Tag Archives: photographs of Kuealp

XIX. Kuelap; Maria -> Leimebamba 24 May

Maria – Kuelap – Maria – drive to Leimebamba
24 May:
[Note: this section is under construction: I tossed in some of the better photos from this day a few weeks ago, inserted today the account of it, but haven’t fully intergrated text and photos.]

It’s a lovely morning in Maria, with bright, strong light from the start. I go out onto the little balcony early.  It’s still quite cool, and the countryside looks great. I stand listento the sounds and sights of a small mountain town awakening.

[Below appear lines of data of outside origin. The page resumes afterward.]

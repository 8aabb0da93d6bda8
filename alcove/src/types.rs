//! Core data types shared across the engine
//!
//! Handle types, PCM format descriptors, and the state enumerations used by
//! buffers, sources, and mixer voices.

use std::fmt;

/// Maximum sample rate accepted for buffer data
pub const MAX_FREQUENCY: u32 = 48_000;

/// Opaque handle to a [`Buffer`](crate::buffer::Buffer).
///
/// Nonzero while live; zero is reserved for "no buffer".
#[derive(Debug, Clone, Copy, PartialEq, Eq, Hash, PartialOrd, Ord)]
pub struct BufferId(pub(crate) u32);

impl BufferId {
    /// Raw integer name of this handle
    pub fn raw(&self) -> u32 {
        self.0
    }
}

impl fmt::Display for BufferId {
    fn fmt(&self, f: &mut fmt::Formatter<'_>) -> fmt::Result {
        write!(f, "buffer#{}", self.0)
    }
}

/// Opaque handle to a [`Source`](crate::source::Source).
#[derive(Debug, Clone, Copy, PartialEq, Eq, Hash, PartialOrd, Ord)]
pub struct SourceId(pub(crate) u32);

impl SourceId {
    /// Raw integer name of this handle
    pub fn raw(&self) -> u32 {
        self.0
    }
}

impl fmt::Display for SourceId {
    fn fmt(&self, f: &mut fmt::Formatter<'_>) -> fmt::Result {
        write!(f, "source#{}", self.0)
    }
}

/// PCM sample layout for buffer data.
///
/// The 8-bit layouts are recognized tokens but rejected by `set_data`; the
/// mixer consumes 16-bit signed samples only.
#[derive(Debug, Clone, Copy, PartialEq, Eq)]
pub enum SampleFormat {
    Mono8,
    Mono16,
    Stereo8,
    Stereo16,
}

impl SampleFormat {
    /// Channel count for this layout
    pub fn channels(&self) -> u16 {
        match self {
            SampleFormat::Mono8 | SampleFormat::Mono16 => 1,
            SampleFormat::Stereo8 | SampleFormat::Stereo16 => 2,
        }
    }

    /// Bits per sample
    pub fn bits(&self) -> u16 {
        match self {
            SampleFormat::Mono8 | SampleFormat::Stereo8 => 8,
            SampleFormat::Mono16 | SampleFormat::Stereo16 => 16,
        }
    }

    /// Whether `set_data` accepts this layout
    pub fn is_supported(&self) -> bool {
        self.bits() == 16
    }

    /// Bytes per frame (one sample across all channels)
    pub fn frame_bytes(&self) -> usize {
        self.channels() as usize * (self.bits() / 8) as usize
    }
}

/// Sample rate and channel count of an established stream.
///
/// Recorded on the first push of a streaming session; later pushes must
/// match.
#[derive(Debug, Clone, Copy, PartialEq, Eq)]
pub struct StreamFormat {
    pub rate: u32,
    pub channels: u16,
}

impl StreamFormat {
    /// Bytes per interleaved 16-bit frame
    pub fn frame_bytes(&self) -> usize {
        self.channels as usize * 2
    }
}

/// Buffer usage state
#[derive(Debug, Clone, Copy, PartialEq, Eq)]
pub enum BufferState {
    /// Not referenced by any source; data may be replaced, handle deleted
    Unused,
    /// Referenced by at least one source
    Pending,
    /// Was referenced, refcount has returned to zero
    Processed,
}

/// How a source feeds its voice
#[derive(Debug, Clone, Copy, PartialEq, Eq)]
pub enum PlaybackMode {
    /// No buffer attached or queued yet
    Undetermined,
    /// Single attached buffer in a dedicated slot
    Static,
    /// Application-fed slot ring
    Streaming,
}

/// Application-visible source playback state
#[derive(Debug, Clone, Copy, PartialEq, Eq)]
pub enum SourceState {
    /// Never played since creation
    Initial,
    Playing,
    Paused,
    Stopped,
}

/// Mixer-level voice state
#[derive(Debug, Clone, Copy, PartialEq, Eq)]
pub enum VoiceState {
    Stopped,
    Playing,
    Paused,
}

/// AudioFrame represents a single stereo sample (one frame of audio).
///
/// Used for passing audio data between the mixer voices and the output sink.
#[derive(Debug, Clone, Copy)]
pub struct AudioFrame {
    /// Left channel sample
    pub left: f32,

    /// Right channel sample
    pub right: f32,
}

impl AudioFrame {
    /// Create a silent frame (0.0, 0.0)
    pub fn zero() -> Self {
        AudioFrame { left: 0.0, right: 0.0 }
    }

    /// Create a frame from left and right samples
    pub fn from_stereo(left: f32, right: f32) -> Self {
        AudioFrame { left, right }
    }

    /// Add another frame to this frame (for mixing)
    pub fn add(&mut self, other: &AudioFrame) {
        self.left += other.left;
        self.right += other.right;
    }

    /// Clamp samples to valid range [-1.0, 1.0] to prevent clipping
    pub fn clamp(&mut self) {
        self.left = self.left.clamp(-1.0, 1.0);
        self.right = self.right.clamp(-1.0, 1.0);
    }
}

#[cfg(test)]
mod tests {
    use super::*;

    #[test]
    fn test_format_metadata() {
        assert_eq!(SampleFormat::Mono16.channels(), 1);
        assert_eq!(SampleFormat::Stereo16.channels(), 2);
        assert_eq!(SampleFormat::Stereo16.bits(), 16);
        assert_eq!(SampleFormat::Stereo16.frame_bytes(), 4);
        assert_eq!(SampleFormat::Mono8.frame_bytes(), 1);
    }

    #[test]
    fn test_only_16_bit_supported() {
        assert!(SampleFormat::Mono16.is_supported());
        assert!(SampleFormat::Stereo16.is_supported());
        assert!(!SampleFormat::Mono8.is_supported());
        assert!(!SampleFormat::Stereo8.is_supported());
    }

    #[test]
    fn test_audio_frame_mixing() {
        let mut frame = AudioFrame::from_stereo(0.8, -0.8);
        frame.add(&AudioFrame::from_stereo(0.5, -0.5));
        frame.clamp();
        assert_eq!(frame.left, 1.0);
        assert_eq!(frame.right, -1.0);
    }

    #[test]
    fn test_handle_display() {
        assert_eq!(BufferId(7).to_string(), "buffer#7");
        assert_eq!(SourceId(3).to_string(), "source#3");
    }
}
//! Playback sources
//!
//! A source owns one mixer voice and the slot ring that feeds it. Parameter
//! setters validate and store; nothing reaches the voice until the periodic
//! update pass calls [`Source::sync_voice`], which recomputes the spatial
//! mix and re-derives the chain's loop link. State transitions (play, stop,
//! pause, rewind) act on the voice immediately.
//!
//! Buffer reference counts are the context's job: methods that take or
//! release buffer references return the affected handles so the caller can
//! adjust counts in its own table.

use std::sync::atomic::{AtomicBool, AtomicU8, Ordering};
use std::sync::{Arc, Mutex};

use glam::Vec3;
use tracing::{debug, warn};

use crate::backend::{MixParams, Mixer, VoiceEvents, VoiceId};
use crate::buffer::Buffer;
use crate::error::{Error, Result};
use crate::panner::{Panner, SpatialParams};
use crate::queue::SlotRing;
use crate::types::{BufferId, PlaybackMode, SourceId, SourceState, StreamFormat};

const STATE_INITIAL: u8 = 0;
const STATE_PLAYING: u8 = 1;
const STATE_PAUSED: u8 = 2;
const STATE_STOPPED: u8 = 3;

/// Ring slots per source
pub(crate) const QUEUE_DEPTH: usize = 4;

/// State the mixer callback needs to reach without the source table lock
pub(crate) struct SourceShared {
    state: AtomicU8,
    looping: AtomicBool,
}

impl SourceShared {
    fn new() -> Arc<Self> {
        Arc::new(Self {
            state: AtomicU8::new(STATE_INITIAL),
            looping: AtomicBool::new(false),
        })
    }

    fn state(&self) -> SourceState {
        match self.state.load(Ordering::Acquire) {
            STATE_PLAYING => SourceState::Playing,
            STATE_PAUSED => SourceState::Paused,
            STATE_STOPPED => SourceState::Stopped,
            _ => SourceState::Initial,
        }
    }

    fn set_state(&self, state: SourceState) {
        let raw = match state {
            SourceState::Initial => STATE_INITIAL,
            SourceState::Playing => STATE_PLAYING,
            SourceState::Paused => STATE_PAUSED,
            SourceState::Stopped => STATE_STOPPED,
        };
        self.state.store(raw, Ordering::Release);
    }
}

/// Ring-walk callbacks for one source's voice.
///
/// Runs on the mixing thread with the ring lock held: a consumed slot is
/// marked processed unless the source is looping, in which case the masks
/// stay untouched and the cycle keeps replaying.
struct SourceWatcher {
    shared: Arc<SourceShared>,
}

impl VoiceEvents for SourceWatcher {
    fn slot_consumed(&self, ring: &mut SlotRing, slot: usize) {
        if !self.shared.looping.load(Ordering::Acquire) {
            ring.mark_consumed(slot);
        }
    }

    fn drained(&self) {
        self.shared.set_state(SourceState::Stopped);
    }
}

/// Tunable playback parameters, stored raw and folded into the voice's
/// [`MixParams`] by the update pass
#[derive(Debug, Clone, Copy)]
pub struct SourceParams {
    pub pitch: f32,
    pub gain: f32,
    pub min_gain: f32,
    pub max_gain: f32,
    pub position: Vec3,
    pub velocity: Vec3,
    pub direction: Vec3,
    pub relative: bool,
    pub looping: bool,
    pub ref_distance: f32,
    pub max_distance: f32,
    pub rolloff: f32,
    pub cone_inner_angle: f32,
    pub cone_outer_angle: f32,
    pub cone_outer_gain: f32,
    pub cone_outer_lowpass: f32,
}

impl Default for SourceParams {
    fn default() -> Self {
        Self {
            pitch: 1.0,
            gain: 1.0,
            min_gain: 0.0,
            max_gain: 1.0,
            position: Vec3::ZERO,
            velocity: Vec3::ZERO,
            direction: Vec3::ZERO,
            relative: false,
            looping: false,
            ref_distance: 1.0,
            max_distance: f32::MAX,
            rolloff: 1.0,
            cone_inner_angle: 360.0,
            cone_outer_angle: 360.0,
            cone_outer_gain: 0.0,
            cone_outer_lowpass: 1.0,
        }
    }
}

pub(crate) struct Source {
    id: SourceId,
    voice: VoiceId,
    ring: Arc<Mutex<SlotRing>>,
    shared: Arc<SourceShared>,
    params: SourceParams,
    /// Parameters changed since the last update pass
    dirty: bool,
}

After coffee and a bit of breakfast, we drive to Kuelap, a little late for our 9:30 appointment with Clotilde, the guide.

outside Kuelap
outside Kuelap

the view from Maria

the view from Maria

llama

llama neaer Kuelap

Ragna and Clotilde outside Kuelap

Ragna and Clotilde outside Kuelap

Ragna's location scout at Kuelap

Ragna at Kuelap

At Kuelap, we’re happy to see our friends the llamas again.  El rey de las llamas is still perched regally on top of the sand-pile. When we start for the far entrance, they trail after us, curious but too shy to come right up to us. One walks along with Ragna for awhile, and with her carrying her tripod and videocamera he looks as if he’s her location scout. (This shot will fit with yesterday’s shot of her producer looking over her shoulder in Tingo and the shots of the camera-repairmonkey in Tarapoto.

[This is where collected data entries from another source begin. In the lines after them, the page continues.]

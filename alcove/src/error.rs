//! Error types for the engine
//!
//! Every fallible operation returns [`Error`]. The five variants mirror the
//! classic AL error taxonomy so callers that poll the context's last-error
//! register see the same small code set the C API exposed.

use thiserror::Error;

/// Engine error type
#[derive(Error, Debug)]
pub enum Error {
    /// A handle does not resolve to a live, correctly typed object
    #[error("Invalid name: {0}")]
    InvalidName(String),

    /// Unrecognized parameter or token selector
    #[error("Invalid enum: {0}")]
    InvalidEnum(String),

    /// Argument outside its legal domain (empty data, unsupported format,
    /// queue capacity exceeded, not enough processed buffers, ...)
    #[error("Invalid value: {0}")]
    InvalidValue(String),

    /// Call not legal in the object's current state
    #[error("Invalid operation: {0}")]
    InvalidOperation(String),

    /// Storage, voice slot, or system resource allocation failed
    #[error("Out of memory: {0}")]
    OutOfMemory(String),
}

impl Error {
    /// The register code corresponding to this error
    pub fn code(&self) -> ErrorCode {
        match self {
            Error::InvalidName(_) => ErrorCode::InvalidName,
            Error::InvalidEnum(_) => ErrorCode::InvalidEnum,
            Error::InvalidValue(_) => ErrorCode::InvalidValue,
            Error::InvalidOperation(_) => ErrorCode::InvalidOperation,
            Error::OutOfMemory(_) => ErrorCode::OutOfMemory,
        }
    }
}

/// Compact error code held by the context's last-error register.
///
/// Numeric values match the AL 1.1 constants so diagnostics line up with
/// existing tooling.
#[derive(Debug, Clone, Copy, PartialEq, Eq, Hash)]
#[repr(u16)]
pub enum ErrorCode {
    NoError = 0,
    InvalidName = 0xA001,
    InvalidEnum = 0xA002,
    InvalidValue = 0xA003,
    InvalidOperation = 0xA004,
    OutOfMemory = 0xA005,
}

impl ErrorCode {
    /// Canonical token name for this code
    pub fn name(&self) -> &'static str {
        match self {
            ErrorCode::NoError => "AL_NO_ERROR",
            ErrorCode::InvalidName => "AL_INVALID_NAME",
            ErrorCode::InvalidEnum => "AL_INVALID_ENUM",
            ErrorCode::InvalidValue => "AL_INVALID_VALUE",
            ErrorCode::InvalidOperation => "AL_INVALID_OPERATION",
            ErrorCode::OutOfMemory => "AL_OUT_OF_MEMORY",
        }
    }
}

impl std::fmt::Display for ErrorCode {
    fn fmt(&self, f: &mut std::fmt::Formatter<'_>) -> std::fmt::Result {
        write!(f, "{}", self.name())
    }
}

/// Result type alias for engine operations
pub type Result<T> = std::result::Result<T, Error>;
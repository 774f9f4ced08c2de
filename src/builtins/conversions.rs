//! Type-coercion functions: int, float, string, bool. Each accepts `Ty::Any`
//! so every runtime value can reach them, and decides behavior on the
//! actual `Value` variant per spec §4.6's coercion table.

use super::support::arity_exact;
use crate::error::{Error, Result};
use crate::registry::{FunctionDescriptor, Registry, Signature};
use crate::value::{Ty, Value};
use std::sync::Arc;

fn builtin_int(args: &[Value]) -> Result<Value> {
    arity_exact("int", args, 1)?;
    match &args[0] {
        Value::Int(n) => Ok(Value::Int(*n)),
        Value::Float(n) => Ok(Value::Int(*n as i64)),
        Value::Bool(b) => Ok(Value::Int(if *b { 1 } else { 0 })),
        Value::String(s) => s
            .trim()
            .parse::<i64>()
            .map(Value::Int)
            .or_else(|_| s.trim().parse::<f64>().map(|f| Value::Int(f as i64)))
            .map_err(|_| Error::type_mismatch("int", "a numeric String", format!("\"{}\"", s), 0)),
        other => Err(Error::type_mismatch("int", "Int, Float, Bool, or String", other.type_name(), 0)),
    }
}

fn builtin_float(args: &[Value]) -> Result<Value> {
    arity_exact("float", args, 1)?;
    match &args[0] {
        Value::Int(n) => Ok(Value::Float(*n as f64)),
        Value::Float(n) => Ok(Value::Float(*n)),
        Value::Bool(b) => Ok(Value::Float(if *b { 1.0 } else { 0.0 })),
        Value::String(s) => s
            .trim()
            .parse::<f64>()
            .map(Value::Float)
            .map_err(|_| Error::type_mismatch("float", "a numeric String", format!("\"{}\"", s), 0)),
        other => Err(Error::type_mismatch("float", "Int, Float, Bool, or String", other.type_name(), 0)),
    }
}

fn builtin_string(args: &[Value]) -> Result<Value> {
    arity_exact("string", args, 1)?;
    match &args[0] {
        Value::String(s) => Ok(Value::String(s.clone())),
        other => Ok(Value::String(other.to_string())),
    }
}

fn builtin_bool(args: &[Value]) -> Result<Value> {
    arity_exact("bool", args, 1)?;
    Ok(Value::Bool(args[0].is_truthy()))
}

pub fn register(registry: &Registry) -> Result<()> {
    registry.register(FunctionDescriptor::native(
        "int",
        Signature::new(vec![Ty::Any], Ty::Int),
        Arc::new(builtin_int),
    ))?;
    registry.register(FunctionDescriptor::native(
        "float",
        Signature::new(vec![Ty::Any], Ty::Float),
        Arc::new(builtin_float),
    ))?;
    registry.register(FunctionDescriptor::native(
        "string",
        Signature::new(vec![Ty::Any], Ty::String),
        Arc::new(builtin_string),
    ))?;
    registry.register(FunctionDescriptor::native(
        "bool",
        Signature::new(vec![Ty::Any], Ty::Bool),
        Arc::new(builtin_bool),
    ))?;
    Ok(())
}

#[cfg(test)]
mod tests {
    use super::*;

    #[test]
    fn int_parses_numeric_strings() {
        assert!(matches!(builtin_int(&[Value::String("42".into())]).unwrap(), Value::Int(42)));
        assert!(matches!(builtin_int(&[Value::String("3.9".into())]).unwrap(), Value::Int(3)));
    }

    #[test]
    fn int_rejects_non_numeric_string() {
        assert!(builtin_int(&[Value::String("abc".into())]).is_err());
    }

    #[test]
    fn bool_uses_truthiness() {
        assert!(matches!(builtin_bool(&[Value::Int(0)]).unwrap(), Value::Bool(false)));
        assert!(matches!(builtin_bool(&[Value::String("x".into())]).unwrap(), Value::Bool(true)));
    }

    #[test]
    fn string_of_list_uses_display() {
        let result = builtin_string(&[Value::List(vec![Value::Int(1), Value::Int(2)])]).unwrap();
        assert_eq!(result.to_string(), "[1, 2]");
    }
}
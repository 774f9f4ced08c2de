// ABOUTME: Parser — Pratt (precedence-climbing) parser over the lexer's
// ABOUTME: token stream, producing the Expr AST (spec §4.2)
//
// Precedence levels are declared lowest-to-highest so the derived `Ord`
// on `Prec` matches the binding-power table directly; see `token_precedence`.

use crate::ast::{BinaryOp, Expr, ExprKind, Literal, PathSegment, UnaryOp};
use crate::error::{Error, ErrorKind, Position};
use crate::lexer::Lexer;
use crate::token::{Token, TokenKind};
use std::collections::VecDeque;

#[derive(Debug, Clone, Copy, PartialEq, Eq, PartialOrd, Ord)]
enum Prec {
    Lowest,
    Lambda,
    Or,
    And,
    Equality,
    Relational,
    RegexMatch,
    InMembership,
    Additive,
    Multiplicative,
    Prefix,
    Call,
}

fn token_precedence(kind: &TokenKind) -> Prec {
    match kind {
        TokenKind::FatArrow => Prec::Lambda,
        TokenKind::OrOr | TokenKind::Or => Prec::Or,
        TokenKind::AndAnd | TokenKind::And => Prec::And,
        TokenKind::Eq | TokenKind::NotEq => Prec::Equality,
        TokenKind::Lt | TokenKind::Gt | TokenKind::Le | TokenKind::Ge => Prec::Relational,
        TokenKind::RegexMatch | TokenKind::RegexNotMatch => Prec::RegexMatch,
        TokenKind::In | TokenKind::NotIn => Prec::InMembership,
        TokenKind::Plus | TokenKind::Minus => Prec::Additive,
        TokenKind::Star | TokenKind::Slash | TokenKind::Percent => Prec::Multiplicative,
        TokenKind::LParen | TokenKind::LBracket | TokenKind::Dot => Prec::Call,
        _ => Prec::Lowest,
    }
}

pub struct Parser<'a> {
    lexer: Lexer<'a>,
    cur: Token,
    lookahead: VecDeque<Token>,
    errors: Vec<Error>,
}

Kuelap is, of course, beautiful. The Chachapoya built circular houses, in tune with nature, and viewed the earth as their Mother. The Inca built rectangular buildings with sharp, artificial corners. There are a few later rectangular structures, or the ruins of them, in Kuelap, evidence of the Inca domination near the end of the pre-Columbian times.

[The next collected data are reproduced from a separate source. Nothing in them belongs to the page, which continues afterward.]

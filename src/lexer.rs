// ABOUTME: Lexer — positioned token stream over AMEL source text (spec §4.1)
// ABOUTME: Reuses the teacher's nom-combinator literal parsers, adding the
// ABOUTME: byte/line/column bookkeeping a pure combinator grammar doesn't need.

use crate::error::{Error, ErrorKind, Position};
use crate::token::{Token, TokenKind};
use nom::{
    branch::alt,
    bytes::complete::tag,
    character::complete::{char, digit1, one_of},
    combinator::{opt, recognize},
    sequence::pair,
    IResult, Parser,
};

/// Recognizes an integer or float literal's *text* (sign is not lexed here;
/// unary minus is a parser-level prefix operator per spec §4.1).
fn number_literal(input: &str) -> IResult<&str, &str> {
    recognize(pair(
        digit1,
        opt(alt((
            recognize(pair(char('.'), digit1)),
            recognize(pair(one_of("eE"), pair(opt(one_of("+-")), digit1))),
        ))),
    ))
    .parse(input)
}

fn identifier_text(input: &str) -> IResult<&str, &str> {
    let start = input;
    let mut chars = input.char_indices();
    let Some((_, first)) = chars.next() else {
        return Err(nom::Err::Error(nom::error::Error::new(
            input,
            nom::error::ErrorKind::Alpha,
        )));
    };
    if !(first.is_alphabetic() || first == '_') {
        return Err(nom::Err::Error(nom::error::Error::new(
            input,
            nom::error::ErrorKind::Alpha,
        )));
    }
    let mut end = first.len_utf8();
    for (idx, c) in chars {
        if c.is_alphanumeric() || c == '_' {
            end = idx + c.len_utf8();
        } else {
            break;
        }
    }
    let _ = tag::<_, _, nom::error::Error<&str>>("");
    Ok((&start[end..], &start[..end]))
}

/// One lexical diagnostic. Kept separate from `error::Error` only in name
/// (it *is* one) to mirror spec §4.1's "errors()" accessor.
pub type LexError = Error;

pub struct Lexer<'a> {
    source: &'a str,
    pos: usize,
    line: u32,
    column: u32,
    errors: Vec<LexError>,
    peeked: Option<Token>,
}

It’s a fine spot. In its magnificence I recall Palenque, which enthralled me; and also Ganden, in Tibet. Like the Chachapoya and the Inca, the Tibetans sure could pick the magnificent mountain vistas. Spots we’d pay a lot to camp a few days in, let alone spend months or years or lives there, in contemplation and meditation.

[Digression: To spend a day in Ganden, more than twenty years ago, was an enthralling but bittersweet experience. It had been one of the three major monasteries in the Lhasa area when the Chinese invaded. Sera had cooperated with the Chinese, and remained a functioning monastery, with the buildings in fine shape, even if the population of monks was lower than before. Drepung, larger and a little further outside Lhasa, had resisted initially, and buildings ruined by artillery were mixed in with buildings still in use, although the former population of 10,000 or more monks had dwindled to a few hundred. Ganden, perched on a high hill difficult to reach even years later, had resisted and been destroyed. It was a beautiful ghost town, with such still air and such magnificent views – such a natural sacredness – that my guess was that the monks there were high on it, that its peace and beauty blinded them to the reality that the only possible result of resistance to the Chinese would be destruction. As I walk through Kuelap, enjoyhing the mountain stillness, I resolve to toss a page on Ganden into the blog when I have the chance.]

The Keulap ruins qua ruins are fine, and interesting. The high outer wall. Security features such as the extraordinarily narrow inward passageways, designed so that only one enemy at a time could pass through them – and so that he could easily be captured once he entered, if he had not been speared or hammered on the head from above with some sort of weapon while attempting the passageway. The torreon with a tremendous view. The sheer drop on one side.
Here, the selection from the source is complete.